Am 25. August 2017 wurden daraufhin in Freiburg die Privatwohnungen von fünf Personen sowie ein autonomes Kulturzentrum von einem großen Polizeiaufgebot durchsucht und dabei zahlreiche Speichermedien, Computer, Schriftstücke, aber auch Bücher, private Notizen, Flyer und andere Gegenstände sichergestellt. Den Betroffenen wurde vorgeworfen, die mutmaßlichen Betreiber_innen der Internetseite zu sein. Sie sollten damit für die Inhalte von Beiträgen verantwortlich gemacht werden, die auf der „Open Posting“-Plattform zu militanten Aktionen gegen den G20 Gipfel aufgerufen hatten. In der Pressemitteilung zum Verbot heißt es: „Das Verbot des Vereins mit der linksextremistischen Plattform ‚linksunten.indymedia“ setzt ein deutliches Zeichen. Wir gehen konsequent gegen linksextremistische Hetze im Internet vor. (...) Der Weiterbetrieb der Seite ist ab sofort eine Straftat. Wir werden alles daran setzen, dass die Maßnahmen der Strafverfolgung zeitnah und effektiv greifen. Für radikale, gewaltbereite Extremisten – gleich welcher Ausrichtung – ist kein Platz in unserer Gesellschaft!“.1
„Spiegel Online“ verbreitete die Nachricht als erstes und bezeichnete das Verbot als „schweren Schlag gegen die linksextreme Szene“ in Deutschland.2 Genau wie später das Innenministerium zitierte „Spiegel Online“ aus Bekennerschreiben zu militanten Anschlägen, die auf „Indymedia linksunten“ veröffentlicht worden waren – und die als Begründung der Verbotsverfügung dienten.

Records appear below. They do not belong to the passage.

//! Intent classification.
//!
//! Three layers, first hit wins:
//! 1. guardrails (purchase vocabulary, then competitor names)
//! 2. an ordered table of (intent, patterns) rules
//! 3. an optional one-word completion when no rule matched

pub mod extract;

use regex::Regex;
use std::sync::Arc;
use std::time::Duration;

use crate::calculator::CalculationParams;
use crate::error::Result;
use crate::models::{Filter, Intent};
use crate::ports::{CompletionOptions, CompletionPort};

pub use extract::Extractor;

const PURCHASE_VOCABULARY: &str = r"\b(?:prices?|pricing|costs?|how much|buy|purchase|stock|availability|where to get|ordering|quotes?|discounts?|deals?|sales?)\b";

const COMPETITORS: &str =
  r"\b(?:sonos|jbl|yamaha|qsc|crestron|extron|biamp|crown|lab.gruppen)\b";

const CALCULATION_RULES: &[&str] = &[
  r"can i connect",
  r"how many .* can i",
  r"will .* work with",
  r"calculate",
  r"what(?:'s| is) the total",
  r"(\d+)\s*(?:×|x)\s*(\d+)\s*W",
  r"(\d+)\s*speakers?\s*(?:at|@)\s*(\d+)\s*W",
  r"transformer",
  r"impedance.*(?:series|parallel)",
  r"\btaps?\b",
  r"(?:reduc|drop|lower|attenuat|quieter)\w*.*\d+(?:\.\d+)?\s*dB\b",
  r"\d+(?:\.\d+)?\s*dB\s+(?:reduction|drop|quieter|lower|down|attenuation)",
];

const LOOKUP_RULES: &[&str] = &[
  r"what(?:'s| is) the .* of (\w+[-/]?\w*)",
  r"(?:get|show|tell me) (?:the )?.* (?:for|of) (\w+[-/]?\w*)",
  r"(\w+[-/]\w+) (?:specs|specifications|details)",
  r"specs (?:for|of) (\w+[-/]?\w*)",
  r"(\w+) (?:power|specs|frequency|impedance|sensitivity|coverage|weight)",
];

const SEARCH_RULES: &[&str] = &[
  r"find",
  r"search",
  r"recommend",
  r"suggest",
  r"looking for",
  r"best .* for",
  r"which .* should",
  r"suitable for",
  r"good for",
];

const CLASSIFICATION_PROMPT: &str = "You are classifying user queries about professional audio products.

Classify this query into exactly one category:
- DIRECT_LOOKUP: Asking for specific specs of a known product (e.g., \"What's the power of AM10/60?\")
- SEMANTIC_SEARCH: Looking for products matching criteria (e.g., \"Find 70V speakers for conference rooms\")
- CALCULATION: Math/electrical calculations (e.g., \"Can I connect 4x30W speakers to 150W transformer?\")

Query: {query}

Respond with ONLY one word: DIRECT_LOOKUP, SEMANTIC_SEARCH, or CALCULATION";

/// Sampling for the one-word classification call
pub const CLASSIFY_OPTIONS: CompletionOptions = CompletionOptions { temperature: 0.1, max_tokens: 10 };

fn compile(source: &str) -> Result<Regex> {
  Ok(regex::RegexBuilder::new(source).case_insensitive(true).build()?)
}

/// One row of the rule table
#[derive(Debug, Clone)]
pub struct RuleGroup {
  pub intent: Intent,
  patterns: Vec<Regex>,
}

impl RuleGroup {
  fn new(intent: Intent, sources: &[&str]) -> Result<Self> {
    let patterns = sources.iter().map(|source| compile(source)).collect::<Result<_>>()?;
    Ok(Self { intent, patterns })
  }

  pub fn matches(&self, text: &str) -> bool {
    self.patterns.iter().any(|p| p.is_match(text))
  }
}

/// Map a free-form model reply onto an intent
pub fn parse_label(reply: &str) -> Intent {
  let reply = reply.trim().to_uppercase();
  if reply.contains("DIRECT") || reply.contains("LOOKUP") {
    Intent::DirectLookup
  } else if reply.contains("CALC") {
    Intent::Calculation
  } else if reply.contains("SEMANTIC") || reply.contains("SEARCH") {
    Intent::SemanticSearch
  } else {
    bentley::warn!("unexpected classifier reply: {reply}");
    Intent::SemanticSearch
  }
}

pub struct IntentClassifier {
  purchase: Regex,
  competitors: Regex,
  rules: Vec<RuleGroup>,
  completion: Option<Arc<dyn CompletionPort>>,
  timeout: Duration,
  extractor: Extractor,
}

impl IntentClassifier {
  /// Rules only; unmatched text falls through to semantic search
  pub fn new() -> Result<Self> {
    Ok(Self {
      purchase: compile(PURCHASE_VOCABULARY)?,
      competitors: compile(COMPETITORS)?,
      rules: vec![
        RuleGroup::new(Intent::Calculation, CALCULATION_RULES)?,
        RuleGroup::new(Intent::DirectLookup, LOOKUP_RULES)?,
        RuleGroup::new(Intent::SemanticSearch, SEARCH_RULES)?,
      ],
      completion: None,
      timeout: Duration::from_secs(30),
      extractor: Extractor::new()?,
    })
  }

  /// Ask `completion` when no rule matches, giving up after `timeout`
  pub fn with_completion(mut self, completion: Arc<dyn CompletionPort>, timeout: Duration) -> Self {
    self.completion = Some(completion);
    self.timeout = timeout;
    self
  }

  /// Intents of the rule table, in evaluation order
  pub fn rule_order(&self) -> Vec<Intent> {
    self.rules.iter().map(|group| group.intent).collect()
  }

  pub fn extractor(&self) -> &Extractor {
    &self.extractor
  }

  pub async fn classify(&self, text: &str) -> Intent {
    let text = text.trim();
    if text.is_empty() {
      return Intent::Unknown;
    }

    if let Some(intent) = self.classify_by_rules(text) {
      bentley::debug!("rule classification: {} -> {intent}", preview(text));
      return intent;
    }

    let intent = match &self.completion {
      Some(completion) => self.classify_with_model(completion.as_ref(), text).await,
      None => Intent::SemanticSearch,
    };
    bentley::debug!("fallback classification: {} -> {intent}", preview(text));
    intent
  }

  /// Guardrails and the rule table; `None` when nothing matched
  pub fn classify_by_rules(&self, text: &str) -> Option<Intent> {
    if self.purchase.is_match(text) {
      bentley::info!("purchase intent detected: {}", preview(text));
      return Some(Intent::PurchaseIntent);
    }
    if self.competitors.is_match(text) {
      bentley::info!("domain violation detected: {}", preview(text));
      return Some(Intent::DomainViolation);
    }

    self.rules.iter().find(|group| group.matches(text)).map(|group| group.intent)
  }

  async fn classify_with_model(&self, completion: &dyn CompletionPort, text: &str) -> Intent {
    let prompt = CLASSIFICATION_PROMPT.replace("{query}", text);
    match tokio::time::timeout(self.timeout, completion.complete(&prompt, CLASSIFY_OPTIONS)).await {
      Ok(Ok(reply)) => parse_label(&reply),
      Ok(Err(e)) => {
        bentley::warn!("classifier completion failed: {e}");
        Intent::SemanticSearch
      }
      Err(_) => {
        bentley::warn!("classifier completion timed out after {}ms", self.timeout.as_millis());
        Intent::SemanticSearch
      }
    }
  }

  pub fn extract_model_name(&self, text: &str) -> Option<String> {
    self.extractor.extract_model_name(text)
  }

  pub fn extract_filters(&self, text: &str) -> Filter {
    self.extractor.extract_filters(text)
  }

  pub fn extract_calculation_params(&self, text: &str) -> CalculationParams {
    self.extractor.extract_calculation_params(text)
  }
}

/// First 50 characters, for log lines
fn preview(text: &str) -> String {
  text.chars().take(50).collect()
}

Um die hohen Hürden zum Schutz der Pressefreiheit zu umgehen, konstruierten die Strafverfolgungsorgane einen „Verein“, um die Nachrichtenplattform mittels eines Vereinsverbotes auszuschalten. Bereits im Juni 2018 erlitten die Repressionsorgane eine erste Schlappe, als der Verwaltungsgerichtshof Karlsruhe die Beschlagnahmungen als unrechtmäßig beurteilte. Das Ermittlungsverfahren war zunächst im Juli 2019 vorläufig eingestellt worden, damit jedoch lediglich unterbrochen. Offizieller Grund war die eingereichte Klage gegen die Zensur vor dem Bundesverwaltungsgericht in Leipzig. Nachdem das Bundesverwaltungsgericht im Januar 2020 die Klage gegen das Verbot der Nachrichtenplattform abgewiesen hatte, nahm die Karlsruher Staatsanwaltschaft die Ermittlungen nach Paragraf 129 StGB wieder auf. Allerdings konnte diese keine Beweise finden und sah daher keinen genügenden Anlass zur Erhebung einer öffentlichen Klage. Bis heute konnte offenbar keiner der bei den Razzien im August 2017 beschlagnahmten Datenträger durch die Behörden entschlüsselt werden.
„Rechtsschutzfalle“
2020 lehnte das Bundesverwaltungsgericht aus formalen Gründen eine Anfechtung eines solchen Verbots ab, dazu sei „regelmäßig nur die Vereinigung“ befugt. Das Verbot vor dem Bundesverwaltungsgericht angreifen konnten nur die Betroffenen, welche die Verbotsverfügung erhalten hatten - die Mitgliedschaft in dem behaupteten Verein aber naheliegender weise nicht bestätigen wollten. Juristisch wird diese Situation als „Rechtsschutzfalle“ bezeichnet.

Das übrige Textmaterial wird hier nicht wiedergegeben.